What you should do –
Search the material for the string "TranslateRequest", then show every line where it turns up.

(Available data begins)

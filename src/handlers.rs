use std::{convert::Infallible, time::Instant};

use axum::{
    extract::{MatchedPath, Request, State},
    http::{header::CONTENT_TYPE, StatusCode},
    middleware::Next,
    response::{
        sse::{Event, KeepAlive, Sse},
        IntoResponse, Response,
    },
    Json,
};
use futures_util::{stream, StreamExt};
use serde::{Deserialize, Serialize};
use tracing::{info, warn};
use uuid::Uuid;

use crate::{
    analysis::{ComplaintAnalysis, DocumentAnalysis},
    email::{EmailRequest, EmailTemplate, GeneratedEmail},
    errors::AppError,
    health::{HealthReport, HealthStatus},
    models::{
        clamp_temperature, ConversationHistory, ErrorKind, HistoryEntry, StreamFragment,
        HISTORY_LIMIT,
    },
    orchestrator::DEFAULT_TEMPERATURE,
    prompts::ContextType,
    state::AppState,
    translation::Translation,
};

pub async fn healthz() -> &'static str {
    "ok"
}

pub async fn health(State(state): State<AppState>) -> Response {
    let report = HealthReport::collect(&state.config, &state.selected).await;
    let status = match report.status {
        HealthStatus::Healthy => StatusCode::OK,
        HealthStatus::Unavailable | HealthStatus::Error => StatusCode::SERVICE_UNAVAILABLE,
    };
    (status, Json(report)).into_response()
}

pub async fn metrics(State(state): State<AppState>) -> Response {
    match state.metrics.render() {
        Ok(body) => (
            [(CONTENT_TYPE, "text/plain; version=0.0.4; charset=utf-8")],
            body,
        )
            .into_response(),
        Err(error) => AppError::Internal(format!("metrics render failed: {error}")).into_response(),
    }
}

/// Records request count, latency and in-flight gauge for every routed request.
pub async fn track_requests(
    State(state): State<AppState>,
    request: Request,
    next: Next,
) -> Response {
    let started = Instant::now();
    let method = request.method().to_string();
    let path = request
        .extensions()
        .get::<MatchedPath>()
        .map(|matched| matched.as_str().to_owned())
        .unwrap_or_else(|| request.uri().path().to_owned());
    let _inflight = state.metrics.inflight_guard();

    let response = next.run(request).await;

    state
        .metrics
        .observe_request(&path, &method, response.status().as_u16(), started.elapsed());
    response
}

#[derive(Debug, Deserialize)]
pub struct ChatRequest {
    pub message: String,
    #[serde(default)]
    pub context_type: ContextType,
    #[serde(default)]
    pub history: Vec<HistoryEntry>,
    #[serde(default)]
    pub temperature: Option<f32>,
    #[serde(default)]
    pub stream: bool,
}

#[derive(Debug, Serialize)]
pub struct ChatResponse {
    #[serde(skip_serializing_if = "Option::is_none")]
    pub error: Option<String>,
    pub response: String,
}

pub async fn chat(
    State(state): State<AppState>,
    Json(request): Json<ChatRequest>,
) -> Result<Response, AppError> {
    let message = request.message.trim();
    if message.is_empty() {
        return Err(AppError::BadRequest("Message content is required".to_owned()));
    }

    let request_id = Uuid::new_v4();
    let context = request.context_type;
    let history = ConversationHistory::bounded(request.history, HISTORY_LIMIT);
    let temperature = clamp_temperature(request.temperature.unwrap_or(DEFAULT_TEMPERATURE));
    info!(
        %request_id,
        context = %context,
        history = history.len(),
        stream = request.stream,
        "chat request accepted"
    );

    if request.stream {
        let fragments = state
            .orchestrator
            .stream_response(message, context, Some(history), temperature)
            .await;
        let metrics = state.metrics.clone();
        let backend = state.selected.backend.name().to_owned();
        let fragments = fragments
            .inspect(move |fragment| {
                if fragment.done {
                    metrics.observe_completion(context, &backend, fragment.outcome());
                }
            })
            .boxed();
        return Ok(stream_fragments(fragments).into_response());
    }

    let result = state
        .orchestrator
        .get_response(message, context, Some(history), temperature)
        .await;
    state
        .metrics
        .observe_completion(context, state.selected.backend.name(), result.outcome());

    let payload = ChatResponse {
        error: result.error_message().map(ToOwned::to_owned),
        response: result.into_text(),
    };
    Ok(Json(payload).into_response())
}

fn stream_fragments(fragments: crate::backend::FragmentStream) -> Response {
    let events = fragments
        .map(|fragment| Ok::<Event, Infallible>(fragment_event(&fragment)))
        .chain(stream::once(async {
            Ok::<Event, Infallible>(Event::default().data("[DONE]"))
        }));

    Sse::new(events)
        .keep_alive(KeepAlive::new().interval(std::time::Duration::from_secs(10)))
        .into_response()
}

fn fragment_event(fragment: &StreamFragment) -> Event {
    let payload = serde_json::json!({
        "content": fragment.content,
        "done": fragment.done,
        "error": fragment.error,
    });
    if let Some(error) = &fragment.error {
        warn!(error = %error, "stream ended with fallback fragment");
    }
    Event::default().data(payload.to_string())
}

fn default_source_language() -> String {
    "auto".to_owned()
}

fn default_target_language() -> String {
    "en".to_owned()
}

#[derive(Debug, Deserialize)]
pub struct TranslateRequest {
    pub text: String,
    #[serde(default = "default_source_language")]
    pub source_language: String,
    #[serde(default = "default_target_language")]
    pub target_language: String,
}

pub async fn translate(
    State(state): State<AppState>,
    Json(request): Json<TranslateRequest>,
) -> Result<Json<Translation>, AppError> {
    let result = state
        .translation
        .translate(&request.text, &request.source_language, &request.target_language)
        .await;
    record(&state, ContextType::Translation, &result);
    Ok(Json(result?))
}

#[derive(Debug, Serialize)]
pub struct Language {
    pub code: &'static str,
    pub name: &'static str,
}

pub async fn languages(State(state): State<AppState>) -> Json<Vec<Language>> {
    let languages = state
        .translation
        .supported_languages()
        .iter()
        .map(|&(code, name)| Language { code, name })
        .collect();
    Json(languages)
}

pub async fn generate_email(
    State(state): State<AppState>,
    Json(request): Json<EmailRequest>,
) -> Result<Json<GeneratedEmail>, AppError> {
    let result = state.email.generate(&request).await;
    record(&state, ContextType::EmailAssistance, &result);
    Ok(Json(result?))
}

pub async fn email_templates(State(state): State<AppState>) -> Json<&'static [EmailTemplate]> {
    Json(state.email.templates())
}

fn default_filename() -> String {
    "document.txt".to_owned()
}

#[derive(Debug, Deserialize)]
pub struct DocumentRequest {
    #[serde(default = "default_filename")]
    pub filename: String,
    pub text: String,
}

pub async fn analyze_document(
    State(state): State<AppState>,
    Json(request): Json<DocumentRequest>,
) -> Result<Json<DocumentAnalysis>, AppError> {
    let result = state
        .analysis
        .analyze_document(&request.filename, &request.text)
        .await;
    record(&state, ContextType::PdfAnalysis, &result);
    Ok(Json(result?))
}

#[derive(Debug, Deserialize)]
pub struct ComplaintRequest {
    pub complaint_text: String,
    #[serde(default)]
    pub current_response: Option<String>,
}

pub async fn analyze_complaint(
    State(state): State<AppState>,
    Json(request): Json<ComplaintRequest>,
) -> Result<Json<ComplaintAnalysis>, AppError> {
    let result = state
        .analysis
        .analyze_complaint(&request.complaint_text, request.current_response.as_deref())
        .await;
    record(&state, ContextType::ComplaintHandling, &result);
    Ok(Json(result?))
}

/// Counts a service call that reached the model; input validation failures are not counted.
fn record<T, E>(state: &AppState, context: ContextType, result: &Result<T, E>)
where
    E: BackendFailure,
{
    let outcome = match result {
        Ok(_) => "ok",
        Err(error) => match error.failure_kind() {
            Some(kind) => kind.outcome(),
            None => return,
        },
    };
    state
        .metrics
        .observe_completion(context, state.selected.backend.name(), outcome);
}

trait BackendFailure {
    fn failure_kind(&self) -> Option<ErrorKind>;
}

impl BackendFailure for crate::translation::TranslationError {
    fn failure_kind(&self) -> Option<ErrorKind> {
        match self {
            Self::Backend { kind, .. } => Some(*kind),
            _ => None,
        }
    }
}

impl BackendFailure for crate::email::EmailError {
    fn failure_kind(&self) -> Option<ErrorKind> {
        match self {
            Self::Backend { kind, .. } => Some(*kind),
            _ => None,
        }
    }
}

impl BackendFailure for crate::analysis::AnalysisError {
    fn failure_kind(&self) -> Option<ErrorKind> {
        match self {
            Self::Backend { kind, .. } => Some(*kind),
            _ => None,
        }
    }
}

(Available data ends)

Written solution –
pub struct TranslateRequest {
    Json(request): Json<TranslateRequest>,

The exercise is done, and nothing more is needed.